Chego em casa um pouco em choque ainda. Grito por minha mãe, mas parece que ela não está em casa. Estranho... Já era pra ela ter chegado. Bem, essa época do ano é sempre cheia de trabalho mesmo, deve ter ficado lá até depois da hora pra adiantar alguma coisa.

Vou para o meu quarto, deito na cama, até que ouço um ruído vindo do quarto da minha mãe. A primeira coisa que vejo é uma tesoura de unha, então pego-a para me defender de... qualquer coisa. Quanto mais vou chegando perto, mais os ruídos parecem gemidos. Gemidos abafados.

Quando chego em frente ao quarto, exito um pouco em abrir a porta; então respiro fundo, tomo coragem e abro. Um corpo está estirado no chão, com um ferimento de bala no peito que sangra muito.

- Mãe! — exclamo.

- N-Natalie. — começa minha mãe, fazendo força para gesticular cada fonema — Foi a Erudição. Eles têm um plano.

- Mãe, calma, vou chamar ajuda. — falo.

- Não. — minha mãe me interrompe — Não temos mais tempo. Vá para a Abnegação; a Erudição vai achar que você foi pra lá para se esconder, então não vão mais te irritar. E lá é o lugar menos arriscado para você tentar desmascarar a Erudição.

- Tudo bem, mãe. — respondo.

- Natalie, tem uma coisa que você precisa saber, sobre os Divergentes — minha mãe gesticula, e cada vez mais suas palavras ficam mais difíceis de compreender.

- Eu já sei, Beatrice me contou. Pode descançar em paz. — falo, acalmando minha mãe.

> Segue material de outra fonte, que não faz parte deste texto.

//! Agent definitions and the closed registry they live in.
//!
//! The registry is a directed graph: agents are nodes and transfer tools are edges.
//! It is validated once at construction and never changes afterwards.

use crate::config::{AgentPrompt, Prompts};
use crate::error::{Result, SwitchboardError};
use crate::tools::DataTool;
use indexmap::IndexMap;
use std::collections::HashSet;

/// Names of the agents in the standard registry.
pub mod names {
    pub const MANAGER: &str = "manager";
    pub const RESEARCHER: &str = "researcher";
    pub const EXPLAINER: &str = "explainer";
    pub const YOUTUBE_TRANSCRIBER: &str = "youtube_transcriber";
    pub const TRANSCRIPT_ANALYST: &str = "transcript_analyst";
    pub const PODCAST_AGENT: &str = "podcast_agent";
    pub const EPISODE_ANALYZER: &str = "episode_analyzer";
}

const TRANSFER_PREFIX: &str = "transfer_to_";

/// Function name of the transfer tool targeting `agent`.
pub fn transfer_tool_name(agent: &str) -> String {
    format!("{}{}", TRANSFER_PREFIX, agent)
}

/// Something an agent can call.
#[derive(Debug, Clone, PartialEq, Eq)]
pub enum Tool {
    /// Fetch data through an adapter.
    Data(DataTool),
    /// Hand control to the named agent.
    Transfer(String),
}

impl Tool {
    pub fn name(&self) -> String {
        match self {
            Tool::Data(tool) => tool.name().to_string(),
            Tool::Transfer(target) => transfer_tool_name(target),
        }
    }
}

/// A specialist role.
#[derive(Debug, Clone)]
pub struct Agent {
    name: String,
    title: String,
    instructions: String,
    model: Option<String>,
    tools: Vec<Tool>,
}

impl Agent {
    pub fn new(name: &str, title: &str, instructions: &str) -> Self {
        Self {
            name: name.to_string(),
            title: title.to_string(),
            instructions: instructions.to_string(),
            model: None,
            tools: Vec::new(),
        }
    }

    /// Build from configured instructions, rendering custom variables.
    pub fn from_prompt(name: &str, title: &str, prompt: &AgentPrompt, prompts: &Prompts) -> Self {
        let mut agent = Self::new(name, title, &prompts.render_custom(&prompt.instructions));
        agent.model = prompt.model.clone().filter(|m| !m.is_empty());
        agent
    }

    /// Pin this agent to a specific model.
    pub fn with_model(mut self, model: &str) -> Self {
        self.model = Some(model.to_string());
        self
    }

    pub fn with_tool(mut self, tool: DataTool) -> Self {
        self.tools.push(Tool::Data(tool));
        self
    }

    pub fn with_transfer(mut self, target: &str) -> Self {
        self.tools.push(Tool::Transfer(target.to_string()));
        self
    }

    pub fn name(&self) -> &str {
        &self.name
    }

    /// Human-readable name.
    pub fn title(&self) -> &str {
        &self.title
    }

    pub fn instructions(&self) -> &str {
        &self.instructions
    }

    pub fn model(&self) -> Option<&str> {
        self.model.as_deref()
    }

    pub fn tools(&self) -> &[Tool] {
        &self.tools
    }

    /// Look up one of this agent's tools by function name.
    pub fn resolve(&self, tool_name: &str) -> Option<&Tool> {
        self.tools.iter().find(|t| t.name() == tool_name)
    }

    /// Agents this one can transfer to.
    pub fn transfer_targets(&self) -> impl Iterator<Item = &str> {
        self.tools.iter().filter_map(|t| match t {
            Tool::Transfer(target) => Some(target.as_str()),
            Tool::Data(_) => None,
        })
    }
}

/// Validated, immutable set of agents.
#[derive(Debug)]
pub struct AgentRegistry {
    agents: IndexMap<String, Agent>,
    entry: String,
}

/// Collects agents before validation.
#[derive(Debug, Default)]
pub struct RegistryBuilder {
    agents: Vec<Agent>,
    entry: Option<String>,
}

impl RegistryBuilder {
    pub fn agent(mut self, agent: Agent) -> Self {
        self.agents.push(agent);
        self
    }

    /// Agent that receives every request first. Defaults to the first agent added.
    pub fn entry(mut self, name: &str) -> Self {
        self.entry = Some(name.to_string());
        self
    }

    /// Validate the graph.
    ///
    /// Fails on duplicate agent names, duplicate tools within an agent, transfers to
    /// unknown agents or to the agent itself, and transfers back to the entry agent.
    pub fn build(self) -> Result<AgentRegistry> {
        let entry = self
            .entry
            .or_else(|| self.agents.first().map(|a| a.name.clone()))
            .ok_or_else(|| config_error("registry has no agents".to_string()))?;

        let mut agents = IndexMap::new();
        for agent in self.agents {
            if agent.name.trim().is_empty() {
                return Err(config_error("agent name must not be empty".to_string()));
            }
            let name = agent.name.clone();
            if agents.insert(name.clone(), agent).is_some() {
                return Err(config_error(format!("agent '{}' is registered twice", name)));
            }
        }

        if !agents.contains_key(&entry) {
            return Err(config_error(format!("entry agent '{}' is not registered", entry)));
        }

        for agent in agents.values() {
            let mut seen = HashSet::new();
            for tool in &agent.tools {
                if !seen.insert(tool.name()) {
                    return Err(config_error(format!(
                        "agent '{}' declares '{}' more than once",
                        agent.name,
                        tool.name()
                    )));
                }
            }

            for target in agent.transfer_targets() {
                if !agents.contains_key(target) {
                    return Err(config_error(format!(
                        "agent '{}' transfers to unknown agent '{}'",
                        agent.name, target
                    )));
                }
                if target == agent.name {
                    return Err(config_error(format!(
                        "agent '{}' transfers to itself",
                        agent.name
                    )));
                }
                if target == entry {
                    return Err(config_error(format!(
                        "agent '{}' transfers back to entry agent '{}'",
                        agent.name, entry
                    )));
                }
            }
        }

        Ok(AgentRegistry { agents, entry })
    }
}

fn config_error(message: String) -> SwitchboardError {
    SwitchboardError::Configuration(format!("Invalid agent registry: {}", message))
}

impl AgentRegistry {
    pub fn builder() -> RegistryBuilder {
        RegistryBuilder::default()
    }

    /// The standard graph: a manager delegating to six specialists, with
    /// transcriber -> transcript analyst and podcast agent -> episode analyzer pipelines.
    pub fn standard(prompts: &Prompts) -> Result<Self> {
        use names::*;

        let p = &prompts.agents;

        Self::builder()
            .agent(
                Agent::from_prompt(MANAGER, "Manager", &p.manager, prompts)
                    .with_transfer(RESEARCHER)
                    .with_transfer(EXPLAINER)
                    .with_transfer(YOUTUBE_TRANSCRIBER)
                    .with_transfer(TRANSCRIPT_ANALYST)
                    .with_transfer(PODCAST_AGENT)
                    .with_transfer(EPISODE_ANALYZER)
                    .with_tool(DataTool::SearchVideos)
                    .with_tool(DataTool::GetEpisodesByTitle),
            )
            .agent(
                Agent::from_prompt(RESEARCHER, "Researcher", &p.researcher, prompts)
                    .with_tool(DataTool::WebSearch),
            )
            .agent(Agent::from_prompt(EXPLAINER, "Explainer", &p.explainer, prompts))
            .agent(
                Agent::from_prompt(
                    YOUTUBE_TRANSCRIBER,
                    "YouTube Transcriber",
                    &p.youtube_transcriber,
                    prompts,
                )
                .with_tool(DataTool::GetTranscript)
                .with_transfer(TRANSCRIPT_ANALYST),
            )
            .agent(Agent::from_prompt(
                TRANSCRIPT_ANALYST,
                "Transcript Analyst",
                &p.transcript_analyst,
                prompts,
            ))
            .agent(
                Agent::from_prompt(PODCAST_AGENT, "Podcast Agent", &p.podcast_agent, prompts)
                    .with_tool(DataTool::GetEpisodesByTitle)
                    .with_transfer(EPISODE_ANALYZER),
            )
            .agent(
                Agent::from_prompt(
                    EPISODE_ANALYZER,
                    "Podcast Episode Analyzer",
                    &p.episode_analyzer,
                    prompts,
                )
                .with_tool(DataTool::FindEpisode)
                .with_tool(DataTool::SearchEpisodes),
            )
            .entry(MANAGER)
            .build()
    }

    pub fn get(&self, name: &str) -> Option<&Agent> {
        self.agents.get(name)
    }

    /// The agent every request starts with.
    pub fn entry(&self) -> &Agent {
        // presence checked in build()
        &self.agents[&self.entry]
    }

    /// Agents in registration order.
    pub fn agents(&self) -> impl Iterator<Item = &Agent> {
        self.agents.values()
    }

    /// All transfer edges as (from, to).
    pub fn edges(&self) -> Vec<(&str, &str)> {
        self.agents
            .values()
            .flat_map(|a| a.transfer_targets().map(move |t| (a.name(), t)))
            .collect()
    }

    pub fn len(&self) -> usize {
        self.agents.len()
    }

    pub fn is_empty(&self) -> bool {
        self.agents.is_empty()
    }
}

#[cfg(test)]
mod tests {
    use super::*;

    fn assert_config_error(result: Result<AgentRegistry>, fragment: &str) {
        match result {
            Err(SwitchboardError::Configuration(msg)) => {
                assert!(msg.contains(fragment), "unexpected message: {}", msg)
            }
            other => panic!("expected configuration error, got {:?}", other.map(|r| r.len())),
        }
    }

    #[test]
    fn test_standard_registry_shape() {
        let registry = AgentRegistry::standard(&Prompts::default()).unwrap();

        assert_eq!(registry.len(), 7);
        assert_eq!(registry.entry().name(), names::MANAGER);

        let manager_targets: Vec<&str> = registry.entry().transfer_targets().collect();
        assert_eq!(manager_targets.len(), 6);

        let edges = registry.edges();
        assert!(edges.contains(&(names::PODCAST_AGENT, names::EPISODE_ANALYZER)));
        assert!(edges.contains(&(names::YOUTUBE_TRANSCRIBER, names::TRANSCRIPT_ANALYST)));
        assert!(edges.iter().all(|(_, to)| *to != names::MANAGER));
    }

    #[test]
    fn test_resolve_by_function_name() {
        let registry = AgentRegistry::standard(&Prompts::default()).unwrap();
        let podcast = registry.get(names::PODCAST_AGENT).unwrap();

        assert_eq!(
            podcast.resolve("transfer_to_episode_analyzer"),
            Some(&Tool::Transfer(names::EPISODE_ANALYZER.to_string()))
        );
        assert_eq!(
            podcast.resolve("get_episodes_by_title"),
            Some(&Tool::Data(DataTool::GetEpisodesByTitle))
        );
        assert_eq!(podcast.resolve("web_search"), None);
    }

    #[test]
    fn test_unknown_transfer_target_fails_at_build() {
        let result = AgentRegistry::builder()
            .agent(Agent::new("manager", "Manager", "route").with_transfer("ghost"))
            .build();
        assert_config_error(result, "unknown agent 'ghost'");
    }

    #[test]
    fn test_duplicate_transfer_edge_fails() {
        let result = AgentRegistry::builder()
            .agent(
                Agent::new("manager", "Manager", "route")
                    .with_transfer("worker")
                    .with_transfer("worker"),
            )
            .agent(Agent::new("worker", "Worker", "work"))
            .build();
        assert_config_error(result, "more than once");
    }

    #[test]
    fn test_transfer_back_to_entry_fails() {
        let result = AgentRegistry::builder()
            .agent(Agent::new("manager", "Manager", "route").with_transfer("worker"))
            .agent(Agent::new("worker", "Worker", "work").with_transfer("manager"))
            .build();
        assert_config_error(result, "back to entry");
    }

    #[test]
    fn test_duplicate_agent_and_missing_entry_fail() {
        let result = AgentRegistry::builder()
            .agent(Agent::new("a", "A", ""))
            .agent(Agent::new("a", "A again", ""))
            .build();
        assert_config_error(result, "registered twice");

        let result = AgentRegistry::builder()
            .agent(Agent::new("a", "A", ""))
            .entry("b")
            .build();
        assert_config_error(result, "entry agent 'b'");

        assert_config_error(AgentRegistry::builder().build(), "no agents");
    }

    #[test]
    fn test_pinned_model_from_prompt() {
        let mut prompts = Prompts::default();
        prompts.agents.explainer.model = Some("o1-mini".to_string());

        let registry = AgentRegistry::standard(&prompts).unwrap();
        assert_eq!(registry.get(names::EXPLAINER).unwrap().model(), Some("o1-mini"));
        assert_eq!(registry.entry().model(), None);
    }
}
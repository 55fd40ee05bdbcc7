//! Agents command: print the registry graph.

use crate::agent::{AgentRegistry, Tool};
use crate::cli::Output;
use crate::config::{Prompts, Settings};
use anyhow::Result;

/// Run the agents command.
pub fn run_agents(settings: &Settings) -> Result<()> {
    let prompts = Prompts::load(
        settings.prompts.custom_dir.as_deref(),
        Some(&settings.prompts.variables),
    )?;
    let registry = AgentRegistry::standard(&prompts)?;

    Output::header("Agents");
    for agent in registry.agents() {
        let entry = if agent.name() == registry.entry().name() {
            " (entry)"
        } else {
            ""
        };
        println!();
        Output::list_item(&format!("{} [{}]{}", agent.title(), agent.name(), entry));
        Output::kv("Model", agent.model().unwrap_or(&settings.backend.model));

        let tools: Vec<String> = agent
            .tools()
            .iter()
            .filter_map(|t| match t {
                Tool::Data(tool) => Some(tool.name().to_string()),
                Tool::Transfer(_) => None,
            })
            .collect();
        if !tools.is_empty() {
            Output::kv("Tools", &tools.join(", "));
        }

        let targets: Vec<&str> = agent.transfer_targets().collect();
        if !targets.is_empty() {
            Output::kv("Hands off to", &targets.join(", "));
        }
    }

    println!();
    Output::info(&format!(
        "{} agents, {} hand-off edges",
        registry.len(),
        registry.edges().len()
    ));
    Ok(())
}
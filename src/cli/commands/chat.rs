//! Interactive chat command.

use crate::cli::preflight::{self, Operation};
use crate::cli::Output;
use crate::config::Settings;
use crate::orchestrator::Orchestrator;
use crate::session::Session;
use anyhow::Result;
use console::style;
use std::io::{self, BufRead, Write};

/// A line typed at the chat prompt.
#[derive(Debug, PartialEq)]
enum Input<'a> {
    Empty,
    Exit,
    Clear,
    Memory,
    Question(&'a str),
}

fn parse_input(line: &str) -> Input<'_> {
    let line = line.trim();
    if line.is_empty() {
        Input::Empty
    } else if line.eq_ignore_ascii_case("exit") || line.eq_ignore_ascii_case("quit") {
        Input::Exit
    } else if line.eq_ignore_ascii_case("clear") {
        Input::Clear
    } else if line.eq_ignore_ascii_case("memory") {
        Input::Memory
    } else {
        Input::Question(line)
    }
}

/// Run the interactive chat command.
pub async fn run_chat(model: Option<String>, mut settings: Settings) -> Result<()> {
    // Pre-flight checks
    if let Err(e) = preflight::check(Operation::Ask) {
        Output::error(&format!("{}", e));
        Output::info("Run 'switchboard doctor' for detailed diagnostics.");
        return Err(e.into());
    }
    for warning in preflight::degraded_capabilities(&settings) {
        Output::warning(&warning);
    }

    if let Some(model) = model {
        settings.backend.model = model;
    }

    let orchestrator = Orchestrator::new(settings)?;
    let mut session = orchestrator.session();

    println!("\n{}", style("Switchboard Chat").bold().cyan());
    println!(
        "{}\n",
        style("Type your questions, or 'exit' to quit. 'clear' resets the conversation, 'memory' lists fetched episodes.").dim()
    );

    let stdin = io::stdin();
    let mut stdout = io::stdout();

    loop {
        print!("{} ", style("You:").green().bold());
        stdout.flush()?;

        let mut line = String::new();
        if stdin.lock().read_line(&mut line)? == 0 {
            break;
        }

        match parse_input(&line) {
            Input::Empty => continue,
            Input::Exit => {
                Output::info("Goodbye!");
                break;
            }
            Input::Clear => {
                session.clear();
                Output::info("Conversation history cleared.");
            }
            Input::Memory => print_memory(&session),
            Input::Question(question) => {
                let spinner = Output::spinner("Thinking...");
                let result = session.ask(question).await;
                spinner.finish_and_clear();

                match result {
                    Ok(outcome) => {
                        println!("\n{} {}\n", style("Switchboard:").cyan().bold(), outcome.answer);
                        if outcome.agents.len() > 1 {
                            println!("{}\n", style(format!("via {}", outcome.agents.join(" -> "))).dim());
                        }
                    }
                    Err(e) => Output::error(&format!("Error: {}", e)),
                }
            }
        }
    }

    Ok(())
}

fn print_memory(session: &Session) {
    match session.memory().context_summary() {
        Some(summary) => println!("\n{}", summary),
        None => Output::info("No podcast episodes fetched yet."),
    }
}

#[cfg(test)]
mod tests {
    use super::*;

    #[test]
    fn test_parse_input() {
        assert_eq!(parse_input("   \n"), Input::Empty);
        assert_eq!(parse_input("EXIT\n"), Input::Exit);
        assert_eq!(parse_input("quit"), Input::Exit);
        assert_eq!(parse_input(" clear "), Input::Clear);
        assert_eq!(parse_input("memory"), Input::Memory);
        assert_eq!(
            parse_input("clear up the rate cuts episode\n"),
            Input::Question("clear up the rate cuts episode")
        );
    }
}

Não ouço mais nenhum ruído vindo dela, então a única coisa que faço é deitar em seu colo e chorar, chorar até não ter mais lágrimas para chorar.

...

Estou sentada de frente para o palco em que se estendem os cinco potes. Chamam meu nome. Depois disso fico meio que inconsiente, com a raiva me dominando. Só acordo da transe quando ouço o ruído quase impossível de se escutar de meu sangue caindo sobre as pedras.